If XP fits your needs, you could definitely do worse than adopt it
wholesale!  Yes, much of what gets discussed about software
development deals with large-scale SW (in testing and elsewhere) --
that's because problems grow non-linearly with SW scale... when
you release an application that's about 1,000 SLOC, it does not
really matter much if your process and approach are jumbled; at
10,000 SLOC, it's a problem; at 100,000, an utter nightmare, so
you HAVE to be precise in defining your process then (or, call it
100, 1000, 10,000 FP -- but it's really about SLOC more than it
is about FP, which is why higher-level languages help so much).

Differently from what XP specifies, I think tests should be in two
categories (and, similarly, so should deliverables be, rather than
the just-one-deliverable which so characterizes XP -- that is a
tad too X for my conservative self, even though I buy into 70+%
of XP's tenets!).  Which, again, leads us to the internal/external
tests-and-docs split.  External tests and docs (possibly, in large
scale devt, on several scales: module aka unit, subsystem, whole
system) deal with externals/interfaces (not just GUI's &c -- I'm
talking about, e.g, module interfaces to other software; _of course_
'engine' and 'presentation' SHOULD almost invariably be separate
components, but that's another plane of 'split').  Internal tests
and docs deal with internals -- the kind of thing that needs to be
tweaked at each refactoring.

That's not the same dividing plane as the classic unit vs system
test distinction -- it's slanted differently, and perks up again at
each granularity level in a large-enough project (minimal granule
being the module -- perhaps, at Python level, package -- not the
single function or class, since functions and classes inside one
module _are_ typically coupled too strongly to test/release/doc
independently... there are exceptions, modules that are not very
cohesive but rather collections of somewhat unrelated stuff for
basically 'packaging' purposes, but they should be the exception
rather than the rule).


> I'm sure there must be good and bad ways to test -- for example, I read
> somewhere (can't find it now) that you should aim to end up so that each
> bug generates, on (mode) average, one test failure, or at least a small
> number.  The justification for this was that lots of tests failing as a
> result of a single bug are difficult to deal with.  It seems to me that
> this goal is a) impossible to achieve and b) pointless, since if multiple
> test failures really are due to a single bug, they will all go away when
> you fix it, just as compile-time errors often do.  No?
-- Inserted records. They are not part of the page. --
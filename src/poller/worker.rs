//! Poller worker thread: one bounded descriptor set, one poll(2) loop.

use super::{Interest, ReadyFn};
use std::collections::BTreeSet;
use std::io;
use std::os::fd::{FromRawFd, OwnedFd, RawFd};
use std::os::unix::io::AsRawFd;
use std::sync::atomic::{AtomicBool, Ordering};
use std::sync::{Arc, Mutex};
use std::thread::{self, JoinHandle};
use tracing::{error, trace};

/// Descriptor sets the worker watches. Mutated by the poller under the
/// worker's own mutex; the worker copies them each iteration.
#[derive(Default)]
struct Sets {
    read: BTreeSet<RawFd>,
    write: BTreeSet<RawFd>,
}

/// Wakeup pipe: writing one byte interrupts the worker's blocking poll.
///
/// Stands in for the source's close-a-UDP-socket alert; the pipe is
/// non-blocking on both ends, so a pending wakeup makes further rings
/// no-ops instead of filling the pipe.
struct Alert {
    read_end: OwnedFd,
    write_end: OwnedFd,
}

impl Alert {
    fn new() -> io::Result<Self> {
        let mut fds = [0 as libc::c_int; 2];
        let rc = unsafe { libc::pipe2(fds.as_mut_ptr(), libc::O_NONBLOCK | libc::O_CLOEXEC) };
        if rc != 0 {
            return Err(io::Error::last_os_error());
        }
        // Safety: pipe2 reported success, so both fds are freshly owned.
        unsafe {
            Ok(Self {
                read_end: OwnedFd::from_raw_fd(fds[0]),
                write_end: OwnedFd::from_raw_fd(fds[1]),
            })
        }
    }

    fn ring(&self) {
        let byte = [1u8];
        // EAGAIN means a wakeup is already pending; nothing else to do.
        unsafe {
            libc::write(self.write_end.as_raw_fd(), byte.as_ptr().cast(), 1);
        }
    }

    fn drain(&self) {
        let mut sink = [0u8; 64];
        loop {
            let n = unsafe {
                libc::read(self.read_end.as_raw_fd(), sink.as_mut_ptr().cast(), sink.len())
            };
            if n <= 0 {
                break;
            }
        }
    }
}

struct Shared {
    running: AtomicBool,
    sets: Mutex<Sets>,
    alert: Alert,
    callback: Arc<ReadyFn>,
}

/// One thread managing a bounded subset of the poller's sockets.
pub(super) struct Worker {
    shared: Arc<Shared>,
    thread: Option<JoinHandle<()>>,
}

impl Worker {
    pub(super) fn spawn(callback: Arc<ReadyFn>) -> io::Result<Self> {
        let shared = Arc::new(Shared {
            running: AtomicBool::new(true),
            sets: Mutex::new(Sets::default()),
            alert: Alert::new()?,
            callback,
        });

        let state = Arc::clone(&shared);
        let thread = thread::spawn(move || run(&state));

        Ok(Self { shared, thread: Some(thread) })
    }

    pub(super) fn add(&self, handle: RawFd, interest: Interest) {
        {
            let mut sets = self.shared.sets.lock().unwrap();
            if interest.is_read() {
                sets.read.insert(handle);
            }
            if interest.is_write() {
                sets.write.insert(handle);
            }
        }
        self.shared.alert.ring();
    }

    /// Drops the handle from both sets. The sleeping syscall is not
    /// interrupted; a removed-then-closed descriptor wakes it by itself.
    pub(super) fn remove(&self, handle: RawFd) {
        let mut sets = self.shared.sets.lock().unwrap();
        sets.read.remove(&handle);
        sets.write.remove(&handle);
    }

    pub(super) fn stop(&self) {
        self.shared.running.store(false, Ordering::Release);
        self.shared.alert.ring();
    }
}

impl Drop for Worker {
    fn drop(&mut self) {
        self.stop();
        if let Some(thread) = self.thread.take() {
            let _ = thread.join();
        }
    }
}

fn run(shared: &Shared) {
    // Rebuilt every iteration from the snapshot; index 0 is the alert pipe.
    let mut fds: Vec<libc::pollfd> = Vec::new();
    let mut watched: Vec<(RawFd, Interest)> = Vec::new();

    while shared.running.load(Ordering::Acquire) {
        fds.clear();
        watched.clear();
        fds.push(libc::pollfd {
            fd: shared.alert.read_end.as_raw_fd(),
            events: libc::POLLIN,
            revents: 0,
        });

        {
            let sets = shared.sets.lock().unwrap();
            for &fd in &sets.read {
                let interest = if sets.write.contains(&fd) {
                    Interest::READ.and(Interest::WRITE)
                } else {
                    Interest::READ
                };
                watched.push((fd, interest));
            }
            for &fd in &sets.write {
                if !sets.read.contains(&fd) {
                    watched.push((fd, Interest::WRITE));
                }
            }
        }
        for &(fd, interest) in &watched {
            let mut events = 0;
            if interest.is_read() {
                events |= libc::POLLIN;
            }
            if interest.is_write() {
                events |= libc::POLLOUT;
            }
            fds.push(libc::pollfd { fd, events, revents: 0 });
        }

        let count = unsafe { libc::poll(fds.as_mut_ptr(), fds.len() as libc::nfds_t, -1) };
        if count < 0 {
            let err = io::Error::last_os_error();
            if err.kind() == io::ErrorKind::Interrupted {
                continue;
            }
            error!(error = %err, "poll failed");
            continue;
        }
        if !shared.running.load(Ordering::Acquire) {
            break;
        }

        if fds[0].revents & libc::POLLIN != 0 {
            shared.alert.drain();
            if count == 1 {
                continue;
            }
        }

        // Surface events in the order the syscall reports them.
        let mut read_ready = Vec::new();
        let mut write_ready = Vec::new();
        for (slot, &(fd, interest)) in fds[1..].iter().zip(&watched) {
            if interest.is_read()
                && slot.revents & (libc::POLLIN | libc::POLLHUP | libc::POLLERR) != 0
            {
                read_ready.push(fd);
            }
            if interest.is_write() && slot.revents & libc::POLLOUT != 0 {
                write_ready.push(fd);
            }
        }

        if !read_ready.is_empty() || !write_ready.is_empty() {
            trace!(
                read = read_ready.len(),
                write = write_ready.len(),
                "dispatching readiness batch"
            );
            (shared.callback)(&read_ready, &write_ready);
        }
    }
}
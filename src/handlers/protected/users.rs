use axum::{
    extract::{rejection::JsonRejection, Path, Query, State},
    Json,
};
use serde::{Deserialize, Serialize};
use std::collections::HashMap;

use crate::error::ApiError;
use crate::middleware::{ApiResponse, ApiResult, CurrentUser};
use crate::registry::{ReassignmentCount, ReassignmentFailure, UserDependencies};
use crate::server::AppState;

pub const VIEW_PERMISSION: &str = "users:view";
pub const EDIT_PERMISSION: &str = "users:edit";

#[derive(Debug, Deserialize)]
pub struct DependencyQuery {
    /// Display name echoed back in the report
    pub name: Option<String>,
}

#[derive(Debug, Serialize)]
pub struct DependencyReport {
    #[serde(flatten)]
    pub dependencies: UserDependencies,
    pub summary: String,
}

/// GET /api/users/:id/dependencies - records the user owns across modules
pub async fn dependencies(
    State(state): State<AppState>,
    user: CurrentUser,
    Path(user_id): Path<String>,
    Query(query): Query<DependencyQuery>,
) -> ApiResult<DependencyReport> {
    user.require_permission(&[VIEW_PERMISSION])?;

    let user_name = query.name.unwrap_or_else(|| user_id.clone());
    let dependencies = state.registry.query_dependencies(&user_id, &user_name).await;
    let summary = dependencies.summary();

    Ok(ApiResponse::success(DependencyReport { dependencies, summary }))
}

#[derive(Debug, Default, Deserialize)]
pub struct ReassignRequest {
    /// New owner; omitted or null unassigns
    #[serde(default)]
    pub to_user_id: Option<String>,
    /// Restrict to these modules; omitted means every module
    #[serde(default)]
    pub modules: Option<Vec<String>>,
}

#[derive(Debug, Serialize)]
pub struct ReassignResponse {
    pub from_user_id: String,
    pub to_user_id: Option<String>,
    pub total: usize,
    pub reassigned: Vec<ReassignmentCount>,
    pub failures: Vec<ReassignmentFailure>,
}

/// POST /api/users/:id/reassign - move everything the user owns to another user
///
/// ```json
/// { "to_user_id": "b2c1...", "modules": ["companies", "projects"] }
/// ```
///
/// Dependencies are re-queried here; the client never supplies item lists.
pub async fn reassign(
    State(state): State<AppState>,
    user: CurrentUser,
    Path(from_user_id): Path<String>,
    body: Result<Json<ReassignRequest>, JsonRejection>,
) -> ApiResult<ReassignResponse> {
    user.require_permission(&[EDIT_PERMISSION])?;

    let Json(request) = body.map_err(|e| ApiError::invalid_json(e.body_text()))?;

    let to_user_id = request
        .to_user_id
        .map(|id| id.trim().to_string())
        .filter(|id| !id.is_empty());

    if to_user_id.as_deref() == Some(from_user_id.as_str()) {
        return Err(ApiError::bad_request("Cannot reassign a user's items to the same user"));
    }

    if let Some(modules) = &request.modules {
        let unknown: Vec<&String> = modules.iter().filter(|m| !state.registry.contains(m)).collect();
        if !unknown.is_empty() {
            let field_errors: HashMap<String, String> = unknown
                .iter()
                .map(|m| (format!("modules.{}", m), "Unknown dependency module".to_string()))
                .collect();
            return Err(ApiError::validation_error("Unknown dependency module", Some(field_errors)));
        }
    }

    let dependencies = state.registry.query_dependencies(&from_user_id, &from_user_id).await;
    let categories: Vec<_> = dependencies
        .categories
        .into_iter()
        .filter(|c| match &request.modules {
            Some(modules) => modules.contains(&c.module),
            None => true,
        })
        .collect();

    let report = state
        .registry
        .reassign(&from_user_id, to_user_id.as_deref(), &categories)
        .await;

    tracing::info!(
        "User '{}' reassigned {} item(s) from '{}' to {:?}",
        user.identity.id,
        report.total(),
        from_user_id,
        to_user_id
    );

    Ok(ApiResponse::success(ReassignResponse {
        from_user_id,
        to_user_id,
        total: report.total(),
        reassigned: report.reassigned,
        failures: report.failures,
    }))
}
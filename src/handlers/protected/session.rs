use axum::extract::State;
use serde::Serialize;

use crate::auth::{IdentitySource, SessionIdentity};
use crate::middleware::{ApiResponse, ApiResult, CurrentUser};
use crate::server::AppState;

#[derive(Debug, Serialize)]
pub struct WhoAmI {
    #[serde(flatten)]
    pub identity: SessionIdentity,
    pub source: IdentitySource,
}

/// GET /api/auth/whoami - the resolved identity and the path that produced it
///
/// ```json
/// {
///   "success": true,
///   "data": {
///     "id": "6f1c...", "email": "dana@contoso.com", "name": "Dana",
///     "roles": ["viewer"], "permissions": ["users:view"],
///     "source": "provider"
///   }
/// }
/// ```
pub async fn whoami(user: CurrentUser) -> ApiResult<WhoAmI> {
    Ok(ApiResponse::success(WhoAmI {
        identity: user.identity,
        source: user.source,
    }))
}

#[derive(Debug, Serialize)]
pub struct IssuedToken {
    pub token: String,
    pub token_type: &'static str,
    pub expires_in: u64,
    pub identity: SessionIdentity,
}

/// POST /api/auth/token - exchange the current credentials for an internal token
///
/// The new token embeds the identity as resolved for this request, including
/// permissions loaded from the store.
pub async fn issue_token(State(state): State<AppState>, user: CurrentUser) -> ApiResult<IssuedToken> {
    let (token, identity) = state.tokens.issue(&user.identity)?;

    tracing::info!(
        "Issued internal token for '{}' (from {:?} credentials)",
        identity.id,
        user.source
    );

    Ok(ApiResponse::created(IssuedToken {
        token,
        token_type: "Bearer",
        expires_in: state.tokens.expiry_hours() * 3600,
        identity,
    }))
}
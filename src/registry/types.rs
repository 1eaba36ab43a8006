use serde::{Deserialize, Serialize};

/// Static description of a registered module
#[derive(Debug, Clone, PartialEq, Eq, Serialize, Deserialize)]
pub struct ModuleDescriptor {
    pub module: String,
    pub label: String,
    pub icon: String,
    pub owner_field: String,
}

impl ModuleDescriptor {
    pub fn new(
        module: impl Into<String>,
        label: impl Into<String>,
        icon: impl Into<String>,
        owner_field: impl Into<String>,
    ) -> Self {
        Self {
            module: module.into(),
            label: label.into(),
            icon: icon.into(),
            owner_field: owner_field.into(),
        }
    }
}

/// One record owned by the queried user
#[derive(Debug, Clone, PartialEq, Eq, Serialize, Deserialize)]
pub struct DependencyItem {
    pub id: String,
    pub name: String,
    #[serde(rename = "type")]
    pub item_type: String,
    pub module: String,
    #[serde(default, skip_serializing_if = "Option::is_none")]
    pub url: Option<String>,
}

#[derive(Debug, Clone, PartialEq, Eq, Serialize, Deserialize)]
pub struct DependencyCategory {
    pub module: String,
    pub label: String,
    pub icon: String,
    pub owner_field: String,
    pub count: usize,
    pub can_reassign: bool,
    pub items: Vec<DependencyItem>,
}

/// Everything a user owns across registered modules
#[derive(Debug, Clone, PartialEq, Eq, Serialize, Deserialize)]
pub struct UserDependencies {
    pub user_id: String,
    pub user_name: String,
    pub total_count: usize,
    pub has_items: bool,
    pub categories: Vec<DependencyCategory>,
}

impl UserDependencies {
    pub fn summary(&self) -> String {
        super::summarize(self)
    }
}

#[derive(Debug, Clone, PartialEq, Eq, Serialize, Deserialize)]
pub struct ReassignmentCount {
    pub module: String,
    pub count: usize,
}

#[derive(Debug, Clone, PartialEq, Eq, Serialize, Deserialize)]
pub struct ReassignmentFailure {
    pub module: String,
    pub item_id: String,
    pub error: String,
}

/// Result of a reassignment batch; `reassigned` only lists modules with at
/// least one successful reassignment
#[derive(Debug, Clone, Default, PartialEq, Eq, Serialize, Deserialize)]
pub struct ReassignReport {
    pub reassigned: Vec<ReassignmentCount>,
    pub failures: Vec<ReassignmentFailure>,
}

impl ReassignReport {
    pub fn total(&self) -> usize {
        self.reassigned.iter().map(|r| r.count).sum()
    }
}

#[derive(Debug, Clone, PartialEq, Eq)]
pub enum RegistryEvent {
    Registered(String),
    Unregistered(String),
}

#[derive(Debug, Clone, Copy, PartialEq, Eq, Hash)]
pub struct ListenerId(pub(crate) u64);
True.  However, if tests are designed in terms of a _sequence_, it IS
often possible to arrange for the most fundamental tests to be run
*first*, ensuring minimal workability of some lower-level, call it
'infrastructural', kind of objects, so that dependent (higher level)
parts can be tested _assuming_ the lower-level stuff works.  This
is more of a consideration for 'internals' kinds of tests, IMHO.